As a personal trainer I’ve found that no matter the client and their goal, there can generally be links made between the quality of their sleep and their ability to achieve that goal. 

Sleep deprivation doesn’t have to occur over a year or month to affect our body’s ability to deal with its day to day challenges. A lack of sleep over 1 night can still affect our body and brains capacity to manage its many processes. The following are just a few of the reasons to prioritise your sleep.

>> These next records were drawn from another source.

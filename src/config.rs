//! Configuration loading and parsing.
//!
//! Mirrors the teacher's hex-string-plus-accessor convention: fields
//! that look like addresses are stored as `String` in the TOML so they
//! read naturally as `0x...`, with a `_val()` method doing the parse.

use serde::Deserialize;

const DEFAULT_LOAD_BASE: u32 = 0x0000_0000;
const DEFAULT_MAX_CYCLES: u64 = 1_000_000;

#[derive(Debug, Deserialize)]
pub struct Config {
    pub general: GeneralConfig,
    #[serde(default)]
    pub memory: MemoryConfig,
}

#[derive(Debug, Deserialize)]
pub struct GeneralConfig {
    #[serde(default)]
    pub trace: bool,

    #[serde(default = "default_load_base")]
    pub load_base: String,

    #[serde(default = "default_max_cycles")]
    pub max_cycles: u64,
}

impl GeneralConfig {
    pub fn load_base_val(&self) -> u32 {
        parse_hex32(&self.load_base, DEFAULT_LOAD_BASE)
    }
}

impl Default for GeneralConfig {
    fn default() -> Self {
        Self {
            trace: false,
            load_base: default_load_base(),
            max_cycles: default_max_cycles(),
        }
    }
}

#[derive(Debug, Deserialize, Default)]
pub struct MemoryConfig {
    #[serde(default = "default_timer_target_ms")]
    pub timer_target_ms: u32,
}

fn parse_hex32(s: &str, default: u32) -> u32 {
    let s = s.trim_start_matches("0x").trim_start_matches("0X");
    u32::from_str_radix(s, 16).unwrap_or(default)
}

fn default_load_base() -> String {
    format!("{:#x}", DEFAULT_LOAD_BASE)
}

fn default_max_cycles() -> u64 {
    DEFAULT_MAX_CYCLES
}

fn default_timer_target_ms() -> u32 {
    1000
}

impl Default for Config {
    fn default() -> Self {
        Self {
            general: GeneralConfig::default(),
            memory: MemoryConfig::default(),
        }
    }
}

impl Config {
    pub fn load(path: &std::path::Path) -> Result<Self, String> {
        let text = std::fs::read_to_string(path).map_err(|e| e.to_string())?;
        toml::from_str(&text).map_err(|e| e.to_string())
    }
}

#[cfg(test)]
mod tests {
    use super::*;

    #[test]
    fn default_load_base_is_zero() {
        let cfg = Config::default();
        assert_eq!(cfg.general.load_base_val(), 0);
    }

    #[test]
    fn hex_load_base_parses() {
        let general = GeneralConfig {
            trace: false,
            load_base: "0x1000".to_string(),
            max_cycles: 10,
        };
        assert_eq!(general.load_base_val(), 0x1000);
    }
}
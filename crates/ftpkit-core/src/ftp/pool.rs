//! Connection manager: every open session keyed by id, plus the one the
//! user is currently working with.

use crate::ftp::client::FtpSession;
use crate::ftp::error::{FtpError, FtpResult};
use std::collections::HashMap;

/// Open sessions and the current one.
#[derive(Default)]
pub struct FtpPool {
    sessions: HashMap<String, FtpSession>,
    /// Insertion order, for listing.
    order: Vec<String>,
    current: Option<String>,
}

impl FtpPool {
    pub fn new() -> Self {
        Self::default()
    }

    pub fn len(&self) -> usize {
        self.sessions.len()
    }

    pub fn is_empty(&self) -> bool {
        self.sessions.is_empty()
    }

    /// Add a session; the first one becomes current.
    pub fn insert(&mut self, session: FtpSession) -> String {
        let id = session.id.clone();
        if self.sessions.insert(id.clone(), session).is_none() {
            self.order.push(id.clone());
        }
        if self.current.is_none() {
            self.current = Some(id.clone());
        }
        id
    }

    pub fn get(&self, id: &str) -> FtpResult<&FtpSession> {
        self.sessions
            .get(id)
            .ok_or_else(|| FtpError::session_not_found(id))
    }

    pub fn get_mut(&mut self, id: &str) -> FtpResult<&mut FtpSession> {
        self.sessions
            .get_mut(id)
            .ok_or_else(|| FtpError::session_not_found(id))
    }

    /// Make `id` the current session.
    pub fn use_session(&mut self, id: &str) -> FtpResult<()> {
        if !self.sessions.contains_key(id) {
            return Err(FtpError::session_not_found(id));
        }
        log::debug!("switching to session {}", id);
        self.current = Some(id.to_string());
        Ok(())
    }

    pub fn current_id(&self) -> Option<&str> {
        self.current.as_deref()
    }

    pub fn current_mut(&mut self) -> FtpResult<&mut FtpSession> {
        let id = self
            .current
            .clone()
            .ok_or_else(|| FtpError::session_not_found("(current)"))?;
        self.get_mut(&id)
    }

    /// Borrow two distinct sessions at once (FxP needs both ends).
    pub fn pair_mut(
        &mut self,
        a: &str,
        b: &str,
    ) -> FtpResult<(&mut FtpSession, &mut FtpSession)> {
        if a == b {
            return Err(FtpError::invalid_config("FxP between same hosts"));
        }
        if !self.sessions.contains_key(b) {
            return Err(FtpError::session_not_found(b));
        }
        let mut first = None;
        let mut second = None;
        for (id, s) in self.sessions.iter_mut() {
            if id == a {
                first = Some(s);
            } else if id == b {
                second = Some(s);
            }
        }
        match (first, second) {
            (Some(x), Some(y)) => Ok((x, y)),
            _ => Err(FtpError::session_not_found(a)),
        }
    }

    /// Remove a session. When it was current, the next one in insertion
    /// order takes over.
    pub fn remove(&mut self, id: &str) -> Option<FtpSession> {
        let session = self.sessions.remove(id)?;
        self.order.retain(|o| o != id);
        if self.current.as_deref() == Some(id) {
            self.current = self.order.first().cloned();
        }
        Some(session)
    }

    /// Quit and remove a session.
    pub async fn close(&mut self, id: &str) -> FtpResult<()> {
        let mut session = self
            .remove(id)
            .ok_or_else(|| FtpError::session_not_found(id))?;
        session.quit().await
    }

    pub fn list_ids(&self) -> Vec<String> {
        self.order.clone()
    }

    /// Say goodbye to every server and empty the pool.
    pub async fn quit_all(&mut self) {
        for id in std::mem::take(&mut self.order) {
            if let Some(mut session) = self.sessions.remove(&id) {
                if let Err(e) = session.quit().await {
                    log::debug!("quit {}: {}", id, e);
                }
            }
        }
        self.current = None;
    }
}
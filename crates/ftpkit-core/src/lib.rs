//! # ftpkit-core
//!
//! Transfer core of an interactive FTP client:
//!   • Reply reading and command dispatch with one-shot reconnect on 421
//!   • Passive / active data channels (PASV, EPSV, PORT, EPRT)
//!   • ASCII and binary transfers with restart, abort and progress hooks
//!   • LIST parsing for Unix, DOS, EPLF and MLSD output
//!   • A remote directory cache with deferred invalidation
//!   • Remote wildcard expansion
//!   • Reply deadlines and escalating interrupt handling
//!   • Server-to-server (FxP) copies

pub mod ftp;

pub use ftp::*;
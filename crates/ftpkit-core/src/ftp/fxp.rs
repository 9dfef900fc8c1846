//! FxP: server-to-server copy. The source is put in passive mode and the
//! destination is pointed at it with `PORT`; file data never passes
//! through this process.

use crate::ftp::client::FtpSession;
use crate::ftp::error::{FtpError, FtpResult};
use crate::ftp::transfer::encode_port_argument;
use crate::ftp::types::*;
use std::net::SocketAddr;

/// Copy `src_file` on `src` to `dst_file` on `dst`.
pub async fn fxp_file(
    src: &mut FtpSession,
    src_file: &str,
    dst: &mut FtpSession,
    dst_file: &str,
    how: PutMode,
    mode: TransferType,
) -> FtpResult<()> {
    // source side
    src.set_type(mode).await?;
    let addr = match src.request_passive().await? {
        SocketAddr::V4(v4) => v4,
        SocketAddr::V6(_) => {
            return Err(FtpError::unsupported("FxP over IPv6 is not supported"));
        }
    };
    src.ti = TransferInfo::default();

    // destination side
    dst.set_type(mode).await?;
    dst.expect(
        &format!("PORT {}", encode_port_argument(addr)),
        ReplyClass::Complete,
    )
    .await?;
    dst.ti = TransferInfo::default();

    let rp = if how == PutMode::Resume {
        match dst.get_file(dst_file).await?.and_then(|f| f.size) {
            Some(size) => size,
            None => dst.remote_size_for_resume(dst_file).await,
        }
    } else {
        0
    };
    if rp > 0 {
        dst.expect(&format!("REST {}", rp), ReplyClass::Continue).await?;
        src.expect(&format!("REST {}", rp), ReplyClass::Continue).await?;
    }

    let use_stou = match how {
        PutMode::Unique if !dst.features.stou => {
            return Err(FtpError::unsupported("Server does not support STOU").with_code(502));
        }
        PutMode::Unique => true,
        PutMode::TryUnique => dst.features.stou,
        _ => false,
    };
    let resp = if use_stou {
        let r = dst.execute(&format!("STOU {}", dst_file)).await?;
        if r.code == 502 {
            dst.features.stou = false;
        }
        r
    } else if how == PutMode::Append {
        dst.execute(&format!("APPE {}", dst_file)).await?
    } else {
        dst.execute(&format!("STOR {}", dst_file)).await?
    };
    if resp.class() != ReplyClass::Preliminary {
        return Err(resp.into_error().with_session(&dst.id));
    }
    dst.mark_containing_for_flush(dst_file);

    let resp = src.execute(&format!("RETR {}", src_file)).await?;
    if resp.class() != ReplyClass::Preliminary {
        dst.abort_transfer(None).await;
        return Err(resp.into_error().with_session(&src.id));
    }

    // the copy takes as long as it takes
    let dst_reply = read_unbounded(dst).await;
    let src_reply = read_unbounded(src).await;

    if let Err(e) = &src_reply {
        log::warn!("FxP source: {}", e);
    }
    let resp = dst_reply?;
    if resp.class() != ReplyClass::Complete {
        return Err(FtpError::transfer_failed(resp.last_line())
            .with_code(resp.code)
            .with_session(&dst.id));
    }
    Ok(())
}

async fn read_unbounded(session: &mut FtpSession) -> FtpResult<FtpResponse> {
    let saved = session.reply_timeout.take();
    let r = session.read_reply().await;
    session.reply_timeout = saved;
    r
}
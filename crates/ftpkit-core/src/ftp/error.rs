//! Errors raised by a session and its transfers.
//!
//! Every failure is an [`FtpError`] value; nothing in the crate unwinds.
//! Timeouts and interrupts are ordinary errors too, and the outer command
//! loop recognises them with [`FtpError::is_restart`].

use serde::{Deserialize, Serialize};
use std::fmt;
use std::io;

#[derive(Debug, Clone, Serialize, Deserialize)]
pub struct FtpError {
    pub kind: FtpErrorKind,
    /// Human readable text; the server's reply text when there was one.
    pub message: String,
    /// Reply code behind the failure.
    pub code: Option<u16>,
    pub session_id: Option<String>,
}

#[derive(Debug, Clone, Copy, Serialize, Deserialize, PartialEq, Eq)]
pub enum FtpErrorKind {
    // control connection
    ConnectionFailed,
    NoControlConnection,
    /// Connection dropped by the peer or a write failed.
    Disconnected,
    Timeout,
    /// An interrupt escalated.
    Cancelled,

    // refused by the server
    AuthFailed,
    /// 4xx
    Transient,
    /// 5xx, when nothing more specific fits.
    ServerError,
    PermissionDenied,
    /// Missing remote file, or a glob that matched nothing.
    NotFound,
    /// Server or session lacks the capability (e.g. `SITE CHMOD`, FxP on IPv6).
    Unsupported,
    /// A 1xx/2xx/3xx reply where another class was required.
    UnexpectedReply,

    // transfers
    DataChannelFailed,
    TransferFailed,
    /// Reply, PASV address or listing that could not be parsed.
    ProtocolError,
    /// Local file I/O.
    IoError,

    // caller mistakes
    SessionNotFound,
    InvalidConfig,
}

pub type FtpResult<T> = Result<T, FtpError>;

macro_rules! kind_constructors {
    ($($name:ident => $kind:ident),* $(,)?) => {
        $(
            pub fn $name(message: impl Into<String>) -> Self {
                Self::new(FtpErrorKind::$kind, message)
            }
        )*
    };
}

impl FtpError {
    pub fn new(kind: FtpErrorKind, message: impl Into<String>) -> Self {
        FtpError {
            kind,
            message: message.into(),
            code: None,
            session_id: None,
        }
    }

    kind_constructors! {
        connection_failed => ConnectionFailed,
        disconnected => Disconnected,
        timeout => Timeout,
        cancelled => Cancelled,
        auth_failed => AuthFailed,
        not_found => NotFound,
        unsupported => Unsupported,
        data_channel => DataChannelFailed,
        transfer_failed => TransferFailed,
        protocol_error => ProtocolError,
        io_error => IoError,
        invalid_config => InvalidConfig,
    }

    pub fn no_control_connection() -> Self {
        Self::new(FtpErrorKind::NoControlConnection, "No control connection")
    }

    pub fn session_not_found(id: &str) -> Self {
        Self::new(
            FtpErrorKind::SessionNotFound,
            format!("No open session with id {}", id),
        )
        .with_session(id)
    }

    pub fn with_code(self, code: u16) -> Self {
        FtpError {
            code: Some(code),
            ..self
        }
    }

    pub fn with_session(self, id: impl Into<String>) -> Self {
        FtpError {
            session_id: Some(id.into()),
            ..self
        }
    }

    /// Turn a refused reply into an error. The reply class picks the broad
    /// kind; 530-ish and 550-ish texts are refined further.
    pub fn from_reply(code: u16, text: &str) -> Self {
        let kind = match code / 100 {
            4 if code == 425 || code == 426 => FtpErrorKind::DataChannelFailed,
            4 => FtpErrorKind::Transient,
            5 if code == 530 || code == 532 => FtpErrorKind::AuthFailed,
            5 if code == 550 || code == 553 => refine_unavailable(text),
            5 => FtpErrorKind::ServerError,
            _ => FtpErrorKind::UnexpectedReply,
        };
        Self::new(kind, text).with_code(code)
    }

    /// Errors the outer command loop answers with a restart: the session
    /// may be gone but the program carries on.
    pub fn is_restart(&self) -> bool {
        matches!(
            self.kind,
            FtpErrorKind::Timeout | FtpErrorKind::Cancelled | FtpErrorKind::Disconnected
        )
    }

    /// Restart errors, plus a session that was never connected. Lookups
    /// that tolerate server refusals still fail on these.
    pub fn is_fatal(&self) -> bool {
        self.is_restart() || self.kind == FtpErrorKind::NoControlConnection
    }

    /// 4xx replies, including a 421 that could not be recovered from.
    pub fn is_transient(&self) -> bool {
        self.kind == FtpErrorKind::Transient || self.code.map_or(false, |c| c / 100 == 4)
    }
}

fn refine_unavailable(text: &str) -> FtpErrorKind {
    let lower = text.to_ascii_lowercase();
    if lower.contains("permission") || lower.contains("denied") {
        FtpErrorKind::PermissionDenied
    } else if lower.contains("no such") || lower.contains("not found") {
        FtpErrorKind::NotFound
    } else {
        FtpErrorKind::ServerError
    }
}

impl fmt::Display for FtpError {
    fn fmt(&self, f: &mut fmt::Formatter<'_>) -> fmt::Result {
        write!(f, "[FTP {:?}", self.kind)?;
        if let Some(code) = self.code {
            write!(f, " {}", code)?;
        }
        write!(f, "] {}", self.message)
    }
}

impl std::error::Error for FtpError {}

impl From<io::Error> for FtpError {
    fn from(e: io::Error) -> Self {
        match e.kind() {
            io::ErrorKind::TimedOut => Self::timeout(format!("I/O timeout: {}", e)),
            io::ErrorKind::ConnectionReset
            | io::ErrorKind::ConnectionAborted
            | io::ErrorKind::BrokenPipe => Self::disconnected(e.to_string()),
            _ => Self::io_error(e.to_string()),
        }
    }
}

#[cfg(test)]
mod tests {
    use super::*;

    #[test]
    fn classifies_reply_codes() {
        let kind = |code, text| FtpError::from_reply(code, text).kind;
        assert_eq!(kind(421, "bye"), FtpErrorKind::Transient);
        assert_eq!(kind(426, "aborted"), FtpErrorKind::DataChannelFailed);
        assert_eq!(kind(530, "Login incorrect"), FtpErrorKind::AuthFailed);
        assert_eq!(kind(550, "x: No such file or directory"), FtpErrorKind::NotFound);
        assert_eq!(kind(550, "Permission denied"), FtpErrorKind::PermissionDenied);
        assert_eq!(kind(553, "Could not create file"), FtpErrorKind::ServerError);
        assert_eq!(kind(502, "not implemented"), FtpErrorKind::ServerError);
        assert_eq!(kind(150, "Opening"), FtpErrorKind::UnexpectedReply);
    }

    #[test]
    fn display_includes_code() {
        let e = FtpError::from_reply(451, "Local error");
        assert_eq!(e.to_string(), "[FTP Transient 451] Local error");
        assert!(e.is_transient());
        assert_eq!(
            FtpError::no_control_connection().to_string(),
            "[FTP NoControlConnection] No control connection"
        );
    }

    #[test]
    fn io_errors() {
        let e: FtpError = io::Error::new(io::ErrorKind::TimedOut, "slow").into();
        assert_eq!(e.kind, FtpErrorKind::Timeout);
        assert!(e.is_restart());

        let e: FtpError = io::Error::new(io::ErrorKind::BrokenPipe, "gone").into();
        assert_eq!(e.kind, FtpErrorKind::Disconnected);

        let e: FtpError = io::Error::new(io::ErrorKind::PermissionDenied, "ro").into();
        assert_eq!(e.kind, FtpErrorKind::IoError);
        assert!(!e.is_fatal());
    }
}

Research has shown that when sleep is disrupted certain regions within the brain respond by changing the way they deal with sensory information. This change lessens our sense of proprioception, coordination and motor skills. Your Personal Trainer is asking you to stop arching your back in a deadlift and you just can’t control your body. It also affects our memory, attention span and our ability to be emotionally aware. So now you know why you feel a little sloppy, you can’t find your keys and your back is arching.

Now let’s talk about food craving, meet hormones Ghrelin and lepton. Sleep deprivation can cause havoc with these guys too. Ghrelin is known as the ‘hunger hormone’ lack of sleep can cause an increase in its production, making us hungrier. Lepton is secreted by fat cells, it regulates appetite and tells our body to be more active, lack of sleep causes a decrease in leptin production. So, if your goal is fat loss and/or gaining muscle mass you better believe 8 plus hours a night is paramount to achieving your target. Not just seeing your Personal Trainer twice a week.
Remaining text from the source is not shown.